Auteur : Hubert Landier, Bernard Merck

Hubert Landier et Bernard Merck plaident contre une pensée de la relation travailleur-entreprise fondée sur le mode de la compensation et en proposent une approche beaucoup plus globale.

Le travail, c’est bien connu, est une torture, comme l’indiquent l’étymologie et l’histoire des revendications adressées à l’entreprise pour augmenter la rémunération des travailleurs et diminuer la durée légale. Dans cette même veine s’est inscrite, dès les années 1980, la notion de « bien-être au travail », qui a conduit, avec le « management humaniste », à revendiquer de meilleures conditions de travail, prévenir les risques psychosociaux et dénoncer les discriminations (raciales, de genre, contre les minorités sexuelles, etc.).

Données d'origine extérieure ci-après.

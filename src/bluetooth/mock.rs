// Copyright 2026 Daniel Pelikan
//
// Licensed under the Apache License, Version 2.0 (the "License");
// you may not use this file except in compliance with the License.
// You may obtain a copy of the License at
//
//     http://www.apache.org/licenses/LICENSE-2.0
//
// Unless required by applicable law or agreed to in writing, software
// distributed under the License is distributed on an "AS IS" BASIS,
// WITHOUT WARRANTIES OR CONDITIONS OF ANY KIND, either express or implied.
// See the License for the specific language governing permissions and
// limitations under the License.

//! In-memory transport for tests.

use async_trait::async_trait;
use parking_lot::Mutex;
use std::collections::VecDeque;
use std::io;
use std::pin::Pin;
use std::sync::atomic::{AtomicUsize, Ordering};
use std::sync::Arc;
use std::task::{Context, Poll};
use tokio::io::{AsyncRead, AsyncWrite, DuplexStream, ReadBuf};
use tokio::sync::mpsc;

use super::error::LinkError;
use super::peer::PeerDescriptor;
use super::transport::{BondedDevice, SocketMode, Transport};

/// What the next `open` call does.
#[derive(Debug, Clone, Copy)]
pub(crate) enum OpenOutcome {
    Succeed,
    Fail(io::ErrorKind),
    /// Never completes; logs `cancelled <n>` when dropped.
    Hang,
}

/// Socket backed by one end of a duplex pipe.
pub(crate) struct MockSocket {
    inner: DuplexStream,
    fail_writes: bool,
}

pub(crate) fn socket_pair(fail_writes: bool) -> (MockSocket, DuplexStream) {
    let (local, remote) = tokio::io::duplex(4096);
    (
        MockSocket {
            inner: local,
            fail_writes,
        },
        remote,
    )
}

impl AsyncRead for MockSocket {
    fn poll_read(
        mut self: Pin<&mut Self>,
        cx: &mut Context<'_>,
        buf: &mut ReadBuf<'_>,
    ) -> Poll<io::Result<()>> {
        Pin::new(&mut self.inner).poll_read(cx, buf)
    }
}

impl AsyncWrite for MockSocket {
    fn poll_write(
        mut self: Pin<&mut Self>,
        cx: &mut Context<'_>,
        buf: &[u8],
    ) -> Poll<io::Result<usize>> {
        if self.fail_writes {
            return Poll::Ready(Err(io::Error::new(io::ErrorKind::BrokenPipe, "broken pipe")));
        }
        Pin::new(&mut self.inner).poll_write(cx, buf)
    }

    fn poll_flush(mut self: Pin<&mut Self>, cx: &mut Context<'_>) -> Poll<io::Result<()>> {
        Pin::new(&mut self.inner).poll_flush(cx)
    }

    fn poll_shutdown(mut self: Pin<&mut Self>, cx: &mut Context<'_>) -> Poll<io::Result<()>> {
        Pin::new(&mut self.inner).poll_shutdown(cx)
    }
}

struct DropLog {
    log: Arc<Mutex<Vec<String>>>,
    entry: String,
}

impl Drop for DropLog {
    fn drop(&mut self) {
        self.log.lock().push(std::mem::take(&mut self.entry));
    }
}

/// Scripted transport recording every call it receives.
pub(crate) struct MockTransport {
    bonded: Vec<BondedDevice>,
    script: Mutex<VecDeque<OpenOutcome>>,
    log: Arc<Mutex<Vec<String>>>,
    opens: Arc<AtomicUsize>,
    fail_writes: bool,
    remote_tx: mpsc::UnboundedSender<DuplexStream>,
    remote_rx: Mutex<Option<mpsc::UnboundedReceiver<DuplexStream>>>,
}

impl MockTransport {
    pub(crate) fn new(bonded: Vec<BondedDevice>) -> Self {
        let (remote_tx, remote_rx) = mpsc::unbounded_channel();
        Self {
            bonded,
            script: Mutex::new(VecDeque::new()),
            log: Arc::new(Mutex::new(Vec::new())),
            opens: Arc::new(AtomicUsize::new(0)),
            fail_writes: false,
            remote_tx,
            remote_rx: Mutex::new(Some(remote_rx)),
        }
    }

    pub(crate) fn with_failing_writes(mut self) -> Self {
        self.fail_writes = true;
        self
    }

    /// Queue outcomes for upcoming `open` calls. Unscripted calls succeed.
    pub(crate) fn script(&self, outcomes: impl IntoIterator<Item = OpenOutcome>) {
        self.script.lock().extend(outcomes);
    }

    pub(crate) fn log(&self) -> Arc<Mutex<Vec<String>>> {
        self.log.clone()
    }

    pub(crate) fn open_counter(&self) -> Arc<AtomicUsize> {
        self.opens.clone()
    }

    /// Remote ends of every socket opened, in order. Untaken remotes stay
    /// open for the life of the transport.
    pub(crate) fn take_remotes(&self) -> mpsc::UnboundedReceiver<DuplexStream> {
        self.remote_rx
            .lock()
            .take()
            .expect("remotes already taken")
    }
}

#[async_trait]
impl Transport for MockTransport {
    type Socket = MockSocket;

    async fn bonded_devices(&self) -> Result<Vec<BondedDevice>, LinkError> {
        Ok(self.bonded.clone())
    }

    async fn cancel_discovery(&self) -> Result<(), LinkError> {
        self.log.lock().push("cancel-discovery".to_string());
        Ok(())
    }

    async fn open(&self, _peer: &PeerDescriptor, mode: SocketMode) -> io::Result<MockSocket> {
        let n = self.opens.fetch_add(1, Ordering::SeqCst) + 1;
        self.log.lock().push(format!("open {} {:?}", n, mode));

        let outcome = self
            .script
            .lock()
            .pop_front()
            .unwrap_or(OpenOutcome::Succeed);

        match outcome {
            OpenOutcome::Succeed => {
                let (socket, remote) = socket_pair(self.fail_writes);
                let _ = self.remote_tx.send(remote);
                Ok(socket)
            }
            OpenOutcome::Fail(kind) => Err(io::Error::new(kind, "scripted failure")),
            OpenOutcome::Hang => {
                let _guard = DropLog {
                    log: self.log.clone(),
                    entry: format!("cancelled {}", n),
                };
                std::future::pending().await
            }
        }
    }
}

Mais, pour Hubert Landier et Bernard Merck, tous deux vice-présidents de l’Institut international de l’audit social, cette approche ne suffit plus aujourd’hui à fonder la politique sociale de l’entreprise. Car le monde a changé : finie l’avance technologique de l’Occident sur le reste du monde, fini « l’optimisme » hérité des Trente Glorieuses pour qui « la croissance économique […] et avec elle, l’augmentation régulière du pouvoir d’achat, constituait la mesure dominante du progrès social ».

Il est donc nécessaire de « repenser nos instruments de compréhension du monde » pour « proposer aux interlocuteurs sociaux des critères et une technique d’appréciation de la contribution de l’entreprise au mieux-vivre des salariés qu’elle emploie ». Les notions de développement humain et de mieux-vivre sont au cœur de leur réflexion.

Les auteurs s’en prennent en effet au fétichisme du PIB, construction statistique élaborée dans le contexte de l’après Seconde Guerre mondiale, qui aboutit à assimiler l’augmentation de la production marchande à un mieux-vivre de la population. D’où le « dérapage » faisant du taux de croissance « un objet d’espérance, un objectif à poursuivre, une « ardente obligation » et une mesure de l’efficacité de l’action menée par les pouvoirs publics. L’on n’est plus sur le registre du rationnel, mais sur celui du sacré. L’on pense à l’ancienne Chine où la prospérité était le signe que l’empereur avait la faveur du Ciel ».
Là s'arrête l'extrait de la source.